Replication-incompetent viruses pseudotyped with the MERS-CoV London S gene (GenBank accession no. KC164505) were produced as previously described (27). Briefly, HEK293T/17 was cotransfected with an S-expressing plasmid (phCMV1) and with a complementing viral–genome reporter gene vector, pNL4-3.Luc+.E-R+ (provided by John R. Mascola, Vaccine Research Center, NIAID, NIH, Bethesda). A single-cycle infectivity assay was used to measure the neutralization of luciferase-encoding virions pseudotyped with the MERS-CoV S protein, as previously described (28). Briefly, appropriate dilutions of the virion-containing culture supernatants were preincubated at 37 °C for 1 h with antibodies at various concentrations. The virus–mAb mixtures were added to Vero cells and incubated for 3 d at 37 °C. The cells were then lysed with Britelite reagent (Perkin–Elmer), and the relative luminescence units (RLU) in the cell lysates was determined on a luminometer microplate reader (Veritas; Turner Biosystems). The reduction of infectivity was determined by comparing the RLU in the presence and absence of antibody and expressed as percentage of neutralization.

Surface Plasmon Resonance Binding and Competition Assays.

The affinity of CoV spike protein for LCA57, LCA60, and 3B11 antibodies and for the CD26 receptor was determined at 25 °C in 10 mM Hepes pH 7.4, 150 mM NaCl, 3 mM EDTA, and 0.005% Tween with a ProteOn XPR-36 instrument (Bio-Rad).

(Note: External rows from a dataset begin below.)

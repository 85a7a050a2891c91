//! Demo steps narrating a swap: Quote, Before Swap, Swap, After Swap.

use eframe::egui::{self, Ui, scroll_area::ScrollSource};
use egui_extras::syntax_highlighting::{CodeTheme, code_view_ui};

use super::typed::{PromptLine, TypedLines};
use crate::widgets::card::{CardConfig, DraggableCard};
use crate::widgets::timeline::Step;

/// Tick-to-liquidity mapping shown in the Quote step.
pub const CODE_SNIPPET: &str = "\
uint160 sqrtPriceX96 = TickMath.getSqrtRatioAtTick(curTick);

if(zeroForOne) {
  uint256 tmp1 = fromAmount * uint256(sqrtPriceX96) / Q96 *uint256(sqrtPriceX96) / Q96- toAmount;
  uint256 tmp2 = fromAmount * uint256(sqrtPriceX96) * toAmount / Q96;
  liquidity = uint128(tmp2 / tmp1);
} else {
  uint256 tmp1 = fromAmount - toAmount * uint256(sqrtPriceX96) / Q96 * uint256(sqrtPriceX96) / Q96;
  uint256 tmp2 = fromAmount * uint256(sqrtPriceX96) * toAmount / Q96;
  liquidity = uint128(tmp2 / tmp1);
}
";

/// Closest language the built-in highlighter knows for Solidity.
const CODE_LANGUAGE: &str = "cpp";

/// (title, command, outputs)
const SCRIPTS: [(&str, &str, [&str; 3]); 4] = [
    (
        "Quote",
        "Query the best price for a swap...",
        ["Searching DEX platforms...", "Comparing prices...", "Best price found!"],
    ),
    (
        "Before Swap",
        "Check wallet balance...",
        ["Connecting to wallet...", "Fetching balance...", "Balance: 1.5 ETH"],
    ),
    (
        "Swap",
        "Execute swap...",
        ["Initiating transaction...", "Confirming on blockchain...", "Swap successful!"],
    ),
    (
        "After Swap",
        "Verify new balance...",
        ["Updating wallet...", "Fetching new balance...", "New balance: 100 USDC"],
    ),
];

/// Build the four demo steps. Cards inside them use `card`.
pub fn demo_steps(card: &CardConfig) -> Vec<Step> {
    SCRIPTS
        .iter()
        .enumerate()
        .map(|(idx, (title, command, outputs))| {
            let mut lines = vec![PromptLine::command(*command)];
            lines.extend(outputs.iter().map(|s| PromptLine::output(*s)));
            let typed = TypedLines::new(*title, lines);

            if idx == 0 {
                let card = CardConfig { inner_margin: 12.0, ..card.clone() };
                Step::new(*title, move |ui: &mut Ui| quote_content(ui, &typed, &card))
            } else {
                // Prompt panels stay put; hover only
                let card = CardConfig { inner_margin: 16.0, draggable: false, ..card.clone() };
                let salt = ("prompt_card", idx);
                Step::new(*title, move |ui: &mut Ui| {
                    DraggableCard::new(salt).config(card.clone()).show(ui, |ui| {
                        ui.set_width(ui.available_width());
                        typed.ui(ui);
                    });
                    ui.add_space(32.0);
                })
            }
        })
        .collect()
}

fn quote_content(ui: &mut Ui, typed: &TypedLines, card: &CardConfig) {
    typed.ui(ui);
    ui.add_space(12.0);
    DraggableCard::new("quote_code").config(card.clone()).show(ui, |ui| {
        ui.set_width(ui.available_width());
        egui::ScrollArea::horizontal()
            .id_salt("quote_code_scroll")
            .scroll_source(ScrollSource {
                drag: false,
                ..Default::default()
            })
            .show(ui, |ui| {
                let theme = CodeTheme::from_style(ui.style());
                code_view_ui(ui, &theme, CODE_SNIPPET, CODE_LANGUAGE);
            });
    });
    ui.add_space(32.0);
}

Antibodies (concentration, 50 nM) and the CD26 receptor (concentration, 100 nM) were immobilized on the surface of a general amine coupling (GLM) sensor chip through standard amine coupling. S protein (Sino Biological) was injected at a flow rate of 100 μL/min (contact time, 3 min) at different concentrations (150, 75, 37.5, 18.7, and 9.4 nM, running in parallel on separate channels); dissociation was monitored for 10 min. Analyte responses were corrected for responses from parallel buffer-only injections. Curve fitting and data analysis were performed with Bio-Rad ProteOn Manager software (version 3.1.0.6). The epitope regions were investigated by a SPR cross-competition experiment exploiting the 6 × 6 array of the ProteOn XPR-36 (Bio-Rad). LCA57, LCA60, and 3B11 antibodies and the CD26 receptor were first immobilized on different channels (vertical column) of a GLM sensor chip through standard amine coupling (the concentration of all immobilized ligands was 100 nM). The S protein (Sino Biological, S1 1–725) was subsequently injected at a flow rate of 100 μL/min (contact time, 2 min) to form complexes. Finally the three antibodies and the receptor (analytes) were injected one in each horizontal row at a flow rate of 100 μL/min (contact time, 3 min) at 100 nM concentration. If a binding event is detected in this final step, the analyte has a different epitope from the ligand immobilized in the first step; if no binding is detected, ligand and analyte cross-compete and are likely to share overlapping epitopes.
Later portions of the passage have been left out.